What knitting technique holds no personal interest for you?
Responses included brioche, lace, magic loop, all the various forms of color work, mitered squares, arm knitting, machine knitting, miniature knitting, and Entrelac, which was my response, as well as several others. One person who also responded with Entrelac added “If you want to make something that’s ugly, just crochet instead.” I know that sounds harsh, but I basically agree with him. Yes, I am going on the record now and saying that I find the fabric that is produced by both techniques, for the most part, is visually unappealing to me.
There are exceptions. I have seen examples of both techniques, more so with Entrelac than crochet, that I think are absolutely stunning. Felted Entrelac is the first thing that comes to mind, but the knitted fabric, especially when it involves multiple colors, really doesn’t do it for me. Ditto for crochet, with my first and probably only exception being crocheted lace. However, I will go beyond “visually unappealing” when it comes to just about every other crocheted fabric and use the term ugly. This may be why I have never seriously learned to crochet, despite multiple attempts.
Now that I have probably pissed off everyone who does love to crochet or knit Entrelac, let me add this: I think the projects you make with those techniques are awesome, and I don’t feel at all hypocritical saying that. I may not personally find the fabrics produced by Entrelac or crochet attractive, but this only means I will likely never bother to learn those techniques and make anything myself. Other people do find them attractive, so they put the effort into learning those techniques and creating things with them, and they enjoy what they are doing and are proud of what they create. So tell me, how is that not awesome?
The early part of my knitting journey was peppered with projects I chose specifically because they involved techniques that I wasn’t familiar with, and those projects were generally small and relatively easy. I learned short rows through the men’s thong pattern on knitty and the very popular felted clog pattern by Fiber Trends. Knitting lace taught me a number of different increase and decrease methods, and I learned some interesting construction methods and different ways to manipulate color (particularly striping) through many of Stephen West’s earlier patterns. I don’t remember exactly what project I used to learn cables. It might have been a hat. I’m not sure. But whatever it was, I quickly developed a love for cables in my knitting. So much so that I often look for ways to work them into something if I can.

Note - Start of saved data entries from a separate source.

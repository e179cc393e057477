use axum::http::StatusCode;
use pretty_assertions::assert_eq;
use serde_json::json;

use crate::common::{
    create_court, create_user, get, get_anonymous, post_anonymous, post_json, put_json, test_app,
    TEST_PASSWORD,
};

#[tokio::test]
async fn register_defaults_to_user_role() {
    let app = test_app().await;

    let body = json!({
        "name": "محمد العتيبي",
        "email": "Mohammed@Example.com",
        "password": "secret1",
    });
    let (status, resp) = post_anonymous(&app.router, "/api/auth/register", &body).await;
    assert_eq!(status, StatusCode::CREATED);
    assert_eq!(resp["user"]["email"], "mohammed@example.com");
    assert_eq!(resp["user"]["role"], "user");
    assert_eq!(resp["user"]["preferences"]["language"], "ar");
    assert_eq!(resp["permissions"], json!(["view_case", "view_judgment"]));
    assert!(resp["token"].as_str().is_some_and(|t| !t.is_empty()));
    assert!(resp["user"].get("password_hash").is_none());
}

#[tokio::test]
async fn register_duplicate_email_400() {
    let app = test_app().await;
    let body = json!({"name": "أ", "email": "dup@example.com", "password": "secret1"});

    let (status, _) = post_anonymous(&app.router, "/api/auth/register", &body).await;
    assert_eq!(status, StatusCode::CREATED);
    let (status, resp) = post_anonymous(&app.router, "/api/auth/register", &body).await;
    assert_eq!(status, StatusCode::BAD_REQUEST);
    assert_eq!(resp["message"], "المستخدم موجود بالفعل");
}

#[tokio::test]
async fn register_validation_failures() {
    let app = test_app().await;

    let short_password = json!({"name": "أ", "email": "a@example.com", "password": "123"});
    let (status, resp) = post_anonymous(&app.router, "/api/auth/register", &short_password).await;
    assert_eq!(status, StatusCode::UNPROCESSABLE_ENTITY);
    assert!(resp["field_errors"]["password"].is_string());

    let bad_role = json!({"name": "أ", "email": "b@example.com", "password": "secret1", "role": "king"});
    let (status, resp) = post_anonymous(&app.router, "/api/auth/register", &bad_role).await;
    assert_eq!(status, StatusCode::UNPROCESSABLE_ENTITY);
    assert!(resp["field_errors"]["role"].is_string());
}

#[tokio::test]
async fn privileged_roles_need_an_admin_caller() {
    let app = test_app().await;
    let body = json!({"name": "قاض", "email": "judge@example.com", "password": "secret1", "role": "judge"});

    let (status, _) = post_anonymous(&app.router, "/api/auth/register", &body).await;
    assert_eq!(status, StatusCode::FORBIDDEN);

    let (_, admin) = create_user(&app.pool, "admin@court.gov.sa", "admin", None).await;
    let (status, resp) = post_json(&app.router, "/api/auth/register", &body, &admin).await;
    assert_eq!(status, StatusCode::CREATED);
    assert_eq!(resp["user"]["role"], "judge");
}

#[tokio::test]
async fn register_with_unknown_court_404() {
    let app = test_app().await;
    let body = json!({
        "name": "أ",
        "email": "c@example.com",
        "password": "secret1",
        "court_id": uuid::Uuid::new_v4(),
    });
    let (status, _) = post_anonymous(&app.router, "/api/auth/register", &body).await;
    assert_eq!(status, StatusCode::NOT_FOUND);
}

#[tokio::test]
async fn login_success_and_me() {
    let app = test_app().await;
    let court = create_court(&app.pool, "المحكمة العامة").await;
    create_user(&app.pool, "clerk@court.gov.sa", "clerk", Some(court)).await;

    let body = json!({"email": "CLERK@court.gov.sa", "password": TEST_PASSWORD});
    let (status, resp) = post_anonymous(&app.router, "/api/auth/login", &body).await;
    assert_eq!(status, StatusCode::OK);
    assert!(resp["user"]["last_login"].is_string());
    let token = resp["token"].as_str().unwrap().to_string();

    let (status, me) = get(&app.router, "/api/auth/me", &token).await;
    assert_eq!(status, StatusCode::OK);
    assert_eq!(me["user"]["email"], "clerk@court.gov.sa");
    assert_eq!(me["user"]["court_id"], court.to_string());
    let perms = me["permissions"].as_array().unwrap();
    assert!(perms.contains(&json!("create_case")));
    assert!(!perms.contains(&json!("delete_case")));
}

#[tokio::test]
async fn login_failures_are_401() {
    let app = test_app().await;
    create_user(&app.pool, "user@example.com", "user", None).await;

    let (status, resp) = post_anonymous(
        &app.router,
        "/api/auth/login",
        &json!({"email": "nobody@example.com", "password": "x"}),
    )
    .await;
    assert_eq!(status, StatusCode::UNAUTHORIZED);
    assert_eq!(resp["message"], "بيانات الدخول غير صحيحة");

    let (status, _) = post_anonymous(
        &app.router,
        "/api/auth/login",
        &json!({"email": "user@example.com", "password": "wrong"}),
    )
    .await;
    assert_eq!(status, StatusCode::UNAUTHORIZED);

    let (status, _) = post_anonymous(
        &app.router,
        "/api/auth/login",
        &json!({"email": "", "password": ""}),
    )
    .await;
    assert_eq!(status, StatusCode::BAD_REQUEST);
}

#[tokio::test]
async fn five_failures_lock_the_account() {
    let app = test_app().await;
    create_user(&app.pool, "locked@example.com", "user", None).await;

    for _ in 0..5 {
        let (status, _) = post_anonymous(
            &app.router,
            "/api/auth/login",
            &json!({"email": "locked@example.com", "password": "wrong"}),
        )
        .await;
        assert_eq!(status, StatusCode::UNAUTHORIZED);
    }

    let (status, resp) = post_anonymous(
        &app.router,
        "/api/auth/login",
        &json!({"email": "locked@example.com", "password": TEST_PASSWORD}),
    )
    .await;
    assert_eq!(status, StatusCode::UNAUTHORIZED);
    assert!(resp["message"].as_str().unwrap().contains("مقفل"));
}

#[tokio::test]
async fn inactive_account_cannot_log_in() {
    let app = test_app().await;
    let (id, _) = create_user(&app.pool, "inactive@example.com", "user", None).await;
    sqlx::query("UPDATE users SET is_active = FALSE WHERE id = $1")
        .bind(id)
        .execute(&app.pool)
        .await
        .unwrap();

    let (status, resp) = post_anonymous(
        &app.router,
        "/api/auth/login",
        &json!({"email": "inactive@example.com", "password": TEST_PASSWORD}),
    )
    .await;
    assert_eq!(status, StatusCode::UNAUTHORIZED);
    assert_eq!(resp["message"], "الحساب غير مفعل");
}

#[tokio::test]
async fn me_requires_a_token() {
    let app = test_app().await;
    let (status, _) = get_anonymous(&app.router, "/api/auth/me").await;
    assert_eq!(status, StatusCode::UNAUTHORIZED);

    let (status, _) = get(&app.router, "/api/auth/me", "not-a-jwt").await;
    assert_eq!(status, StatusCode::UNAUTHORIZED);
}

#[tokio::test]
async fn logout_revokes_the_token() {
    let app = test_app().await;
    let (_, token) = create_user(&app.pool, "out@example.com", "user", None).await;

    let (status, _) = post_json(&app.router, "/api/auth/logout", &json!({}), &token).await;
    assert_eq!(status, StatusCode::OK);

    let (status, _) = get(&app.router, "/api/auth/me", &token).await;
    assert_eq!(status, StatusCode::UNAUTHORIZED);
}

#[tokio::test]
async fn update_profile_and_preferences() {
    let app = test_app().await;
    let (_, token) = create_user(&app.pool, "lawyer@example.com", "lawyer", None).await;

    let body = json!({
        "name": "سارة المحامية",
        "profile": {"phone": "+966500000000", "specialization": ["تجاري"]},
        "preferences": {"language": "en", "theme": "dark"},
    });
    let (status, resp) = put_json(&app.router, "/api/auth/profile", &body, &token).await;
    assert_eq!(status, StatusCode::OK);
    assert_eq!(resp["name"], "سارة المحامية");
    assert_eq!(resp["profile"]["phone"], "+966500000000");
    assert_eq!(resp["preferences"]["language"], "en");
    assert_eq!(resp["preferences"]["theme"], "dark");
    assert_eq!(resp["preferences"]["date_format"], "hijri");

    let bad = json!({"preferences": {"theme": "neon"}});
    let (status, _) = put_json(&app.router, "/api/auth/profile", &bad, &token).await;
    assert_eq!(status, StatusCode::UNPROCESSABLE_ENTITY);
}

#[tokio::test]
async fn change_password_checks_current() {
    let app = test_app().await;
    let (_, token) = create_user(&app.pool, "pw@example.com", "user", None).await;

    let wrong = json!({"current_password": "nope", "new_password": "another1"});
    let (status, _) = put_json(&app.router, "/api/auth/change-password", &wrong, &token).await;
    assert_eq!(status, StatusCode::BAD_REQUEST);

    let ok = json!({"current_password": TEST_PASSWORD, "new_password": "another1"});
    let (status, _) = put_json(&app.router, "/api/auth/change-password", &ok, &token).await;
    assert_eq!(status, StatusCode::OK);

    let (status, _) = post_anonymous(
        &app.router,
        "/api/auth/login",
        &json!({"email": "pw@example.com", "password": "another1"}),
    )
    .await;
    assert_eq!(status, StatusCode::OK);
}
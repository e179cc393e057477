use axum::{
    extract::{Path, Query, State},
    http::StatusCode,
    Json,
};
use sqlx::{Pool, Postgres};

use shared_types::{
    normalize_pagination, page_offset, AppError, CourtDetailResponse, CourtListParams,
    CourtResponse, CreateCourtRequest, PaginatedResponse, Permission, UpdateCourtRequest,
    UserRole, COURT_STATUSES, COURT_TYPES, JURISDICTIONS,
};

use crate::auth::AuthRequired;
use crate::error_convert::{ensure_choice, parse_id, ValidateRequest};
use crate::repo;
use crate::repo::court::CourtFilter;

/// GET /api/courts
#[utoipa::path(
    get,
    path = "/api/courts",
    params(CourtListParams),
    responses(
        (status = 200, description = "Paginated courts", body = PaginatedResponse<CourtResponse>)
    ),
    security(("bearer" = [])),
    tag = "courts"
)]
pub async fn list_courts(
    State(pool): State<Pool<Postgres>>,
    AuthRequired(_user): AuthRequired,
    Query(params): Query<CourtListParams>,
) -> Result<Json<PaginatedResponse<CourtResponse>>, AppError> {
    let (page, limit) = normalize_pagination(params.page, params.limit, 20);
    let filter = CourtFilter {
        court_type: params.court_type.as_deref(),
        jurisdiction: params.jurisdiction.as_deref(),
        city: params.city.as_deref(),
        status: params.status.as_deref().unwrap_or("active"),
        q: params.search.as_deref().map(str::trim).filter(|s| !s.is_empty()),
    };
    let (rows, total) = repo::court::list(&pool, filter, page_offset(page, limit), limit).await?;
    let items = rows.into_iter().map(CourtResponse::from).collect();
    Ok(Json(PaginatedResponse::new(items, page, limit, total)))
}

/// GET /api/courts/{id}
#[utoipa::path(
    get,
    path = "/api/courts/{id}",
    params(("id" = String, Path, description = "Court UUID")),
    responses(
        (status = 200, description = "Court with sub-courts and statistics", body = CourtDetailResponse),
        (status = 404, description = "Not found", body = AppError)
    ),
    security(("bearer" = [])),
    tag = "courts"
)]
pub async fn get_court(
    State(pool): State<Pool<Postgres>>,
    AuthRequired(_user): AuthRequired,
    Path(id): Path<String>,
) -> Result<Json<CourtDetailResponse>, AppError> {
    let id = parse_id(&id)?;
    let court = repo::court::find_by_id(&pool, id)
        .await?
        .ok_or_else(|| AppError::not_found("المحكمة غير موجودة"))?;
    let sub_courts = repo::court::sub_courts(&pool, id).await?;
    let statistics = repo::court::statistics(&pool, id).await?;

    Ok(Json(CourtDetailResponse {
        court: CourtResponse::from(court),
        sub_courts: sub_courts.into_iter().map(CourtResponse::from).collect(),
        statistics,
    }))
}

/// POST /api/courts
#[utoipa::path(
    post,
    path = "/api/courts",
    request_body = CreateCourtRequest,
    responses(
        (status = 201, description = "Court created", body = CourtResponse),
        (status = 403, description = "Admins only", body = AppError),
        (status = 404, description = "Parent court not found", body = AppError),
        (status = 422, description = "Validation failed", body = AppError)
    ),
    security(("bearer" = [])),
    tag = "courts"
)]
pub async fn create_court(
    State(pool): State<Pool<Postgres>>,
    AuthRequired(user): AuthRequired,
    Json(body): Json<CreateCourtRequest>,
) -> Result<(StatusCode, Json<CourtResponse>), AppError> {
    user.require_role(&[UserRole::Admin])?;
    body.validate_request()?;
    ensure_choice("type", &body.court_type, COURT_TYPES)?;
    ensure_choice("jurisdiction", &body.jurisdiction, JURISDICTIONS)?;
    if let Some(status) = body.status.as_deref() {
        ensure_choice("status", status, COURT_STATUSES)?;
    }
    if let Some(parent) = body.parent_court_id {
        if !repo::court::exists(&pool, parent).await? {
            return Err(AppError::not_found("المحكمة الأم غير موجودة"));
        }
    }

    let court = repo::court::create(&pool, body).await?;
    tracing::info!(court_id = %court.id, admin_id = %user.id, "court created");
    Ok((StatusCode::CREATED, Json(CourtResponse::from(court))))
}

/// PUT /api/courts/{id}
#[utoipa::path(
    put,
    path = "/api/courts/{id}",
    params(("id" = String, Path, description = "Court UUID")),
    request_body = UpdateCourtRequest,
    responses(
        (status = 200, description = "Court updated", body = CourtResponse),
        (status = 403, description = "Admins only", body = AppError),
        (status = 404, description = "Not found", body = AppError)
    ),
    security(("bearer" = [])),
    tag = "courts"
)]
pub async fn update_court(
    State(pool): State<Pool<Postgres>>,
    AuthRequired(user): AuthRequired,
    Path(id): Path<String>,
    Json(body): Json<UpdateCourtRequest>,
) -> Result<Json<CourtResponse>, AppError> {
    user.authorize(&[Permission::ManageCourts])?;
    user.require_role(&[UserRole::Admin])?;
    let id = parse_id(&id)?;

    if let Some(t) = body.court_type.as_deref() {
        ensure_choice("type", t, COURT_TYPES)?;
    }
    if let Some(j) = body.jurisdiction.as_deref() {
        ensure_choice("jurisdiction", j, JURISDICTIONS)?;
    }
    if let Some(s) = body.status.as_deref() {
        ensure_choice("status", s, COURT_STATUSES)?;
    }
    if body.level.is_some_and(|l| !(1..=4).contains(&l)) {
        return Err(AppError::bad_request("مستوى المحكمة يجب أن يكون بين 1 و 4"));
    }
    if body.name.as_deref().is_some_and(|n| n.trim().is_empty()) {
        return Err(AppError::bad_request("اسم المحكمة مطلوب"));
    }

    let court = repo::court::update(&pool, id, body)
        .await?
        .ok_or_else(|| AppError::not_found("المحكمة غير موجودة"))?;
    Ok(Json(CourtResponse::from(court)))
}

Here we are about a dozen years later and I’m still on that journey. There are still new things for me to learn and techniques I haven’t done (intarsia, for one). I’m sure I will also encounter other techniques that I will have no interest in too, but I won’t know what they are until my journey takes me there.
That’s it for this morning. Now, let’s get some discussion going here. Are there techniques have no appeal for you? What projects, if any, did you choose in order to learn a specific technique? I’d love to hear from you.